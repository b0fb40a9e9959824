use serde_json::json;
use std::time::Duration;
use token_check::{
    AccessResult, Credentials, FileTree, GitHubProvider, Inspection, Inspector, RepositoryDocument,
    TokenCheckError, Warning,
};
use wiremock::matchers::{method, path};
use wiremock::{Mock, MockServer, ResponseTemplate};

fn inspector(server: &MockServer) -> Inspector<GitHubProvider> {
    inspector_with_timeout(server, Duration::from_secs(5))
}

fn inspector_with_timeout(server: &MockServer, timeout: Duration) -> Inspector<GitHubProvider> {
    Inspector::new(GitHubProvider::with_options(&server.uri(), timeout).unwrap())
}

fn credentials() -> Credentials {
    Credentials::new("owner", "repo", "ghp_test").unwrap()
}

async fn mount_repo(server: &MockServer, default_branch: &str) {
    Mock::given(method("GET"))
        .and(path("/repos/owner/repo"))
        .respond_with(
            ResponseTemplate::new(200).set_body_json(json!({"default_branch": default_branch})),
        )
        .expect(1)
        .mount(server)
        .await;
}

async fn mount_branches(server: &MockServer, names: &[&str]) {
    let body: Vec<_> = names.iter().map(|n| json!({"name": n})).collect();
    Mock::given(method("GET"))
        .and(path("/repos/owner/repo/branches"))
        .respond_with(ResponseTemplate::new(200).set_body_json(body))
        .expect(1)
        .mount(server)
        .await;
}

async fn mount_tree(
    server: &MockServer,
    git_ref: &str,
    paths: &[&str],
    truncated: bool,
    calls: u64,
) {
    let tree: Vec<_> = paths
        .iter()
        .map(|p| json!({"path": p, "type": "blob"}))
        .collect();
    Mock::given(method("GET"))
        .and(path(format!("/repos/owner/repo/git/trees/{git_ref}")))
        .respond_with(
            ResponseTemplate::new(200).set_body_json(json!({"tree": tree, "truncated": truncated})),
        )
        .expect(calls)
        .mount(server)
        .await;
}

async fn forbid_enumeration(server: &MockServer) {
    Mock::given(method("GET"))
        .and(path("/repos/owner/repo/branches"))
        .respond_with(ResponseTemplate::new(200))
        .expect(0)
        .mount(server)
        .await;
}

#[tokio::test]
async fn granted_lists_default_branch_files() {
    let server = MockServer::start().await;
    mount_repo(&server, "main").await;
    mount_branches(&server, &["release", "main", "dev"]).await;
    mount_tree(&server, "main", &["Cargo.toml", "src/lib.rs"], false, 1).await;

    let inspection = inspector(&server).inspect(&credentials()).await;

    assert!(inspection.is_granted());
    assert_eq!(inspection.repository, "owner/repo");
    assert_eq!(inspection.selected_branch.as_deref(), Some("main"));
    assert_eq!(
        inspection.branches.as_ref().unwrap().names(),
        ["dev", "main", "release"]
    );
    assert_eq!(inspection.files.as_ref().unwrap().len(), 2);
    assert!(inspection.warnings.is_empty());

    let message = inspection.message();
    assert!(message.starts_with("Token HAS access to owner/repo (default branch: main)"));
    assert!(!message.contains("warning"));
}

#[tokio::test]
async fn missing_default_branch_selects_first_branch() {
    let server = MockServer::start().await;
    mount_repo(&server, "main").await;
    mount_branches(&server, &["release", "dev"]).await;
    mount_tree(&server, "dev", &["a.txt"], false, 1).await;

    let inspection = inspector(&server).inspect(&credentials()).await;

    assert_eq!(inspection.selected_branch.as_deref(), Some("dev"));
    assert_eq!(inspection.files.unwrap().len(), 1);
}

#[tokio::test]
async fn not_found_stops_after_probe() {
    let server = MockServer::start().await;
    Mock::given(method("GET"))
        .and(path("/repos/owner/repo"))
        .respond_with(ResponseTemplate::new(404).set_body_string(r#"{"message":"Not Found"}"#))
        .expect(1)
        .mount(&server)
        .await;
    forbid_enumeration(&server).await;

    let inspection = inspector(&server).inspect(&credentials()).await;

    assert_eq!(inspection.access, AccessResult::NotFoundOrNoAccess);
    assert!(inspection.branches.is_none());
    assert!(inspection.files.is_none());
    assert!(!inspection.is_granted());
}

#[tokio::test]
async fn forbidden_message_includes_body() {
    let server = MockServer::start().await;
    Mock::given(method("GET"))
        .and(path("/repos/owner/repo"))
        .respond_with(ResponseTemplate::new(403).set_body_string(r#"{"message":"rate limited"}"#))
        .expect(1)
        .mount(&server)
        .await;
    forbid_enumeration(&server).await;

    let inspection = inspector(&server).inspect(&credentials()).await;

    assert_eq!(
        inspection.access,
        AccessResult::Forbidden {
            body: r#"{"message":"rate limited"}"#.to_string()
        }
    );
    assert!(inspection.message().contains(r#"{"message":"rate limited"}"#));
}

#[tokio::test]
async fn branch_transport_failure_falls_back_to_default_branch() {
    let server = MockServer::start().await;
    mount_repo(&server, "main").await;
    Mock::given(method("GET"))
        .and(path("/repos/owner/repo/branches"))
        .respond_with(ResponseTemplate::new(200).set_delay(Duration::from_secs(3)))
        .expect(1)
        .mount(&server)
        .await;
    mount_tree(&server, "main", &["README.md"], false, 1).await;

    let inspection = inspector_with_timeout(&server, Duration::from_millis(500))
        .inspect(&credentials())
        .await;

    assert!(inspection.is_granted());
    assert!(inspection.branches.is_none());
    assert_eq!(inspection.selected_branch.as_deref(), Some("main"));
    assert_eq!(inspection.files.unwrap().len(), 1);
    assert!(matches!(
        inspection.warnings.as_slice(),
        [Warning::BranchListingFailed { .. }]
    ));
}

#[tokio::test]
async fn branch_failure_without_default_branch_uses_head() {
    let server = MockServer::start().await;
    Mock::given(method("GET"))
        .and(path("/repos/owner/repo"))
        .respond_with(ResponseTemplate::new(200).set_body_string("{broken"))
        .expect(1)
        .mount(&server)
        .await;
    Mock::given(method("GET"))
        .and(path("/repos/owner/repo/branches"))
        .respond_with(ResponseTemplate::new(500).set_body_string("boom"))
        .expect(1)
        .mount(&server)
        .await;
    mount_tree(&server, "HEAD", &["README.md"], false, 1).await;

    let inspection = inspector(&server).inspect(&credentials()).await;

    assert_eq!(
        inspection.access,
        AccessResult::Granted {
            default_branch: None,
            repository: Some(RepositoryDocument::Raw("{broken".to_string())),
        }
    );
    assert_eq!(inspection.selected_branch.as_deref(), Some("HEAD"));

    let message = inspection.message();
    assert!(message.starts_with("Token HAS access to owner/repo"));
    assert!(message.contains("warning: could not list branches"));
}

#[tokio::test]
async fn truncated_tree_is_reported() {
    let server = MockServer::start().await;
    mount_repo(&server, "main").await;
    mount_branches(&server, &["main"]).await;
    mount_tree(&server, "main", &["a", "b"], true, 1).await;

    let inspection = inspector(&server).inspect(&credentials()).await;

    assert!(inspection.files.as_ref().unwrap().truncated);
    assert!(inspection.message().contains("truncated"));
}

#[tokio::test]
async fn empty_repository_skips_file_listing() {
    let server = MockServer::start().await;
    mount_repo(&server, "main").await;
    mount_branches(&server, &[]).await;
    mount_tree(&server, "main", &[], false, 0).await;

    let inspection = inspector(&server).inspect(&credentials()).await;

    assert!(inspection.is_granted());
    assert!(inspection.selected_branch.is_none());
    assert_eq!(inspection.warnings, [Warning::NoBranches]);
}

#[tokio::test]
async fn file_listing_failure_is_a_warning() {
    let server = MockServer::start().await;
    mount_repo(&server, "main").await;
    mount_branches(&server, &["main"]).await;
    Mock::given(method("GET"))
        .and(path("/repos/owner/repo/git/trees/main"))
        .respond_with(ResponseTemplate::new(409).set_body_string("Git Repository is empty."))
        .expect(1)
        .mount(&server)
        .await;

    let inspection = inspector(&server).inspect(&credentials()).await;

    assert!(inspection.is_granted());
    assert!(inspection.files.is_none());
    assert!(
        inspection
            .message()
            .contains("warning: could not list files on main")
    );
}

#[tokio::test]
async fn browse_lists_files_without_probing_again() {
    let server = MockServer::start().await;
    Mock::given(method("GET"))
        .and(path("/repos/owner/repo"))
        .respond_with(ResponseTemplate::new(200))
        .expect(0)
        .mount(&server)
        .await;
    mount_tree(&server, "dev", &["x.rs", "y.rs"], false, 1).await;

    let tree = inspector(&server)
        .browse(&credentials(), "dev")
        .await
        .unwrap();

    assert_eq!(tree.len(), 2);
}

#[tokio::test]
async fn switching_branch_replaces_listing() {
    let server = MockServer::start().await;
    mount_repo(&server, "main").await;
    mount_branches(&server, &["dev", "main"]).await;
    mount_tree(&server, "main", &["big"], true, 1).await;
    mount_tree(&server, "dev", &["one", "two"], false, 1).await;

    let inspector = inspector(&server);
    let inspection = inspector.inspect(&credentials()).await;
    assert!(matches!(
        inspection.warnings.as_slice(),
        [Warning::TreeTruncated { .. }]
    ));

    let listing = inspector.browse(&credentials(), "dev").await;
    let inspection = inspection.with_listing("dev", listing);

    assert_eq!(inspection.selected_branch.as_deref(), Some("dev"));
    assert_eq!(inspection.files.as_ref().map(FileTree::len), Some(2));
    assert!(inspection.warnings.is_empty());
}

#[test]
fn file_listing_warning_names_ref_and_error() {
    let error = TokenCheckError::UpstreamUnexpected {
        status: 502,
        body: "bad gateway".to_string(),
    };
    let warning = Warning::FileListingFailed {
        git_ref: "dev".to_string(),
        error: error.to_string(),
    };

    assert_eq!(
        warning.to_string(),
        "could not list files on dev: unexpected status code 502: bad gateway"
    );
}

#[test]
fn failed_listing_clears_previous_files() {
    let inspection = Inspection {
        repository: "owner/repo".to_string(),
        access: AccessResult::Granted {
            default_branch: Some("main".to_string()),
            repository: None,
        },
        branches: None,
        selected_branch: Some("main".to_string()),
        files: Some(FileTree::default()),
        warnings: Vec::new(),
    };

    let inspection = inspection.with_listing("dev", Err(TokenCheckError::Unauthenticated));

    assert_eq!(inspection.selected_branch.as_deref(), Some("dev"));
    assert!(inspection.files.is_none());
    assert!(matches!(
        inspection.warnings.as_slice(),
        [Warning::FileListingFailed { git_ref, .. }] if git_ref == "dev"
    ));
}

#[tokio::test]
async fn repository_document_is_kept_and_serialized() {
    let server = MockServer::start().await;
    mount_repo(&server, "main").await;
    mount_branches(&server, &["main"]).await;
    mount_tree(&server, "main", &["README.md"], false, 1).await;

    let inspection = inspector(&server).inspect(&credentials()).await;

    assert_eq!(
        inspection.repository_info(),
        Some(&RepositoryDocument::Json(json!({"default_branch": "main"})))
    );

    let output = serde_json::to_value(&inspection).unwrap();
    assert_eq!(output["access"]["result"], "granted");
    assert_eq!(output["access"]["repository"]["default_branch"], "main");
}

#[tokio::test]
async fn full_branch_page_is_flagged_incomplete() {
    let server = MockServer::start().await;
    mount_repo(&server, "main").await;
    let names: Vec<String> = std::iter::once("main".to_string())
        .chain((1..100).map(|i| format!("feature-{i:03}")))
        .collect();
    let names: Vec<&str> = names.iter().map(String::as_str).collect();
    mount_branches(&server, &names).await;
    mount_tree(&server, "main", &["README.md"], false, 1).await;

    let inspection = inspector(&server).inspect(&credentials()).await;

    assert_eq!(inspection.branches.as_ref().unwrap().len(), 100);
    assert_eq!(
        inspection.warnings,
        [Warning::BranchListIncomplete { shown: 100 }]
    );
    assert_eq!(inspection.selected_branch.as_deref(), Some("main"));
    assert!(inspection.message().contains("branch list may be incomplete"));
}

ASSIGNMENT
Beginning at the opening line of the data, transcribe each line exactly until you reach the line with "async fn forbid_enumeration(server: &MockServer)", which you also include, and go no further.

RESULT FOR THIS EXERCISE
repository b0fb40a9e9959824
use serde_json::json;
use std::time::Duration;
use token_check::{
    AccessResult, Credentials, FileTree, GitHubProvider, Inspection, Inspector, RepositoryDocument,
    TokenCheckError, Warning,
};
use wiremock::matchers::{method, path};
use wiremock::{Mock, MockServer, ResponseTemplate};

fn inspector(server: &MockServer) -> Inspector<GitHubProvider> {
    inspector_with_timeout(server, Duration::from_secs(5))
}

fn inspector_with_timeout(server: &MockServer, timeout: Duration) -> Inspector<GitHubProvider> {
    Inspector::new(GitHubProvider::with_options(&server.uri(), timeout).unwrap())
}

fn credentials() -> Credentials {
    Credentials::new("owner", "repo", "ghp_test").unwrap()
}

async fn mount_repo(server: &MockServer, default_branch: &str) {
    Mock::given(method("GET"))
        .and(path("/repos/owner/repo"))
        .respond_with(
            ResponseTemplate::new(200).set_body_json(json!({"default_branch": default_branch})),
        )
        .expect(1)
        .mount(server)
        .await;
}

async fn mount_branches(server: &MockServer, names: &[&str]) {
    let body: Vec<_> = names.iter().map(|n| json!({"name": n})).collect();
    Mock::given(method("GET"))
        .and(path("/repos/owner/repo/branches"))
        .respond_with(ResponseTemplate::new(200).set_body_json(body))
        .expect(1)
        .mount(server)
        .await;
}

async fn mount_tree(
    server: &MockServer,
    git_ref: &str,
    paths: &[&str],
    truncated: bool,
    calls: u64,
) {
    let tree: Vec<_> = paths
        .iter()
        .map(|p| json!({"path": p, "type": "blob"}))
        .collect();
    Mock::given(method("GET"))
        .and(path(format!("/repos/owner/repo/git/trees/{git_ref}")))
        .respond_with(
            ResponseTemplate::new(200).set_body_json(json!({"tree": tree, "truncated": truncated})),
        )
        .expect(calls)
        .mount(server)
        .await;
}

async fn forbid_enumeration(server: &MockServer) {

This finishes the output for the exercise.